Intermittent fasting protects MPTP-induced Parkinson's disease mouse model through regulating gut microbiota dysbiosis.

Abstract

Parkinson's disease (PD) is a neurodegenerative disorder characterized by gut microbiota dysbiosis and excessive inflammatory responses. Intermittent fasting (IF) exerts neuroprotective effects on neurodegenerative diseases. However, the impact of IF on PD and its mechanisms still need to be elucidated. In the present study, we found that 13-week IF regimen (designed as alternate-day fasting) mitigated motor impairment, α-synuclein aggregation, and loss of dopaminergic neurons in 1-methyl-4-phenyl-1,2,3,6-tetrahydropyridine (MPTP)-treated mice. Meanwhile, IF attenuated intestinal dysfunctions, intestinal pro-inflammatory cytokines (tumor necrosis factor-αlphα (TNF-α) and interleukin-1 beta (IL-1β)) levels, and gut barrier destruction. Furthermore, IF alleviated brain barrier impairment and suppressed the activation of astrocytes and microglia. Mechanistic studies revealed that IF suppressed the toll-like receptor 4 (TLR4)/NF-κB signaling pathway both in the colon and substantia nigra. 16S rRNA sequencing demonstrated that IF alleviated MPTP-induced microbiota dysbiosis, decreasing harmful bacteria abundances (Proteobacteria, Burkholderiales, Sutterellaceae, Parasutterella, Burkholderiales_bacterium, and Desulfovibrio_fairfieldensis) while increasing probiotic bacteria abundances (Oscillospirales, Rikenellaceae, and Lactobacillus_murinus), which were significantly correlated with the anti-inflammatory effects of IF. Gas chromatography-mass spectrometry (GC-MS) revealed that IF induced the levels of fecal short chain fatty acids (SCFAs).
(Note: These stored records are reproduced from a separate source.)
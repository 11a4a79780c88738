use std::path::Path;

use tracing_appender::non_blocking::WorkerGuard;
use tracing_subscriber::{layer::SubscriberExt, util::SubscriberInitExt, EnvFilter};

pub const LOG_ENV_VAR: &str = "TYPECLOCK_LOG";

/// Route tracing output to a daily rolling file in `log_dir`.
///
/// The terminal belongs to the UI, so nothing goes to stdout or stderr.
/// Keep the returned guard alive until exit or buffered lines are lost.
pub fn init_file_logging(log_dir: &Path) -> Option<WorkerGuard> {
    if let Err(e) = std::fs::create_dir_all(log_dir) {
        eprintln!("typeclock: logging disabled, cannot create {}: {e}", log_dir.display());
        return None;
    }

    let file_appender = tracing_appender::rolling::daily(log_dir, "typeclock.log");
    let (non_blocking, guard) = tracing_appender::non_blocking(file_appender);

    let filter = EnvFilter::try_from_env(LOG_ENV_VAR)
        .unwrap_or_else(|_| EnvFilter::new("typeclock=info"));

    let installed = tracing_subscriber::registry()
        .with(filter)
        .with(
            tracing_subscriber::fmt::layer()
                .with_writer(non_blocking)
                .with_ansi(false)
                .with_target(true),
        )
        .try_init();

    match installed {
        Ok(()) => Some(guard),
        Err(_) => None,
    }
}
/// Live wpm sampled at second `t` of a running session.
#[derive(Debug, Clone, Copy, PartialEq)]
pub struct TimeSeriesPoint {
    pub t: f64,
    pub wpm: f64,
}

impl TimeSeriesPoint {
    pub fn new(t: f64, wpm: f64) -> Self {
        Self { t, wpm }
    }
}

impl From<TimeSeriesPoint> for (f64, f64) {
    fn from(p: TimeSeriesPoint) -> Self {
        (p.t, p.wpm)
    }
}

/// Highest sampled wpm, 0 for an empty series.
pub fn peak_wpm(points: &[TimeSeriesPoint]) -> f64 {
    points.iter().map(|p| p.wpm).fold(0.0, f64::max)
}
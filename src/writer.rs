//! Append-only sink for verification results

use crate::error::PipelineResult;
use crate::types::outcome::{OutputRow, OUTPUT_COLUMNS};
use csv::WriterBuilder;
use serde::Deserialize;
use std::fs::File;
use std::io::Write;
use std::path::Path;
use tracing::{debug, info};

/// Writes result rows group by group. The header goes out exactly once,
/// when the sink is created.
pub struct ResultWriter<W: Write> {
    writer: csv::Writer<W>,
    rows_written: u64,
    last_url: Option<String>,
}

impl ResultWriter<File> {
    /// Create (or truncate) the output file and write its header.
    pub fn create<P: AsRef<Path>>(path: P) -> PipelineResult<Self> {
        let file = File::create(path.as_ref())?;
        info!(path = %path.as_ref().display(), "Output dataset created");
        Self::from_writer(file)
    }
}

impl<W: Write> ResultWriter<W> {
    pub fn from_writer(sink: W) -> PipelineResult<Self> {
        let mut writer = WriterBuilder::new().has_headers(false).from_writer(sink);
        writer.write_record(OUTPUT_COLUMNS)?;
        writer.flush()?;

        Ok(Self {
            writer,
            rows_written: 0,
            last_url: None,
        })
    }

    /// Append one group of rows in order and flush once.
    pub fn append_group(&mut self, rows: &[OutputRow]) -> PipelineResult<()> {
        for row in rows {
            self.writer.serialize(row)?;
        }
        self.writer.flush()?;

        self.rows_written += rows.len() as u64;
        if let Some(last) = rows.last() {
            self.last_url = Some(last.url.clone());
        }
        debug!(rows = rows.len(), total_rows = self.rows_written, "Group appended");
        Ok(())
    }

    pub fn rows_written(&self) -> u64 {
        self.rows_written
    }

    /// URL of the last row known to be flushed to the sink.
    pub fn last_url(&self) -> Option<&str> {
        self.last_url.as_deref()
    }

    /// Give back the underlying sink.
    pub fn into_inner(self) -> PipelineResult<W> {
        self.writer
            .into_inner()
            .map_err(|e| std::io::Error::new(e.error().kind(), e.error().to_string()).into())
    }
}

/// Columns echoed back from a finished result dataset.
#[derive(Debug, Clone, PartialEq, Eq, Deserialize)]
pub struct SampleRow {
    pub url: String,
    pub label: u8,
    pub final_verdict: u8,
    pub verification_status: String,
}

/// Read the first `limit` rows of a result dataset.
pub fn read_sample<P: AsRef<Path>>(path: P, limit: usize) -> PipelineResult<Vec<SampleRow>> {
    let mut reader = csv::Reader::from_path(path)?;
    let mut rows = Vec::with_capacity(limit);
    for row in reader.deserialize::<SampleRow>().take(limit) {
        rows.push(row?);
    }
    Ok(rows)
}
Antibiotics intervention abolished the beneficial effects of IF, suggesting that gut microbiota contributed to the neuroprotection of IF for PD. These findings suggest that IF regimen may serve as a novel therapeutic strategy for PD, likely linked to its regulation of gut microbiota to inhibit gut-brain axis inflammation.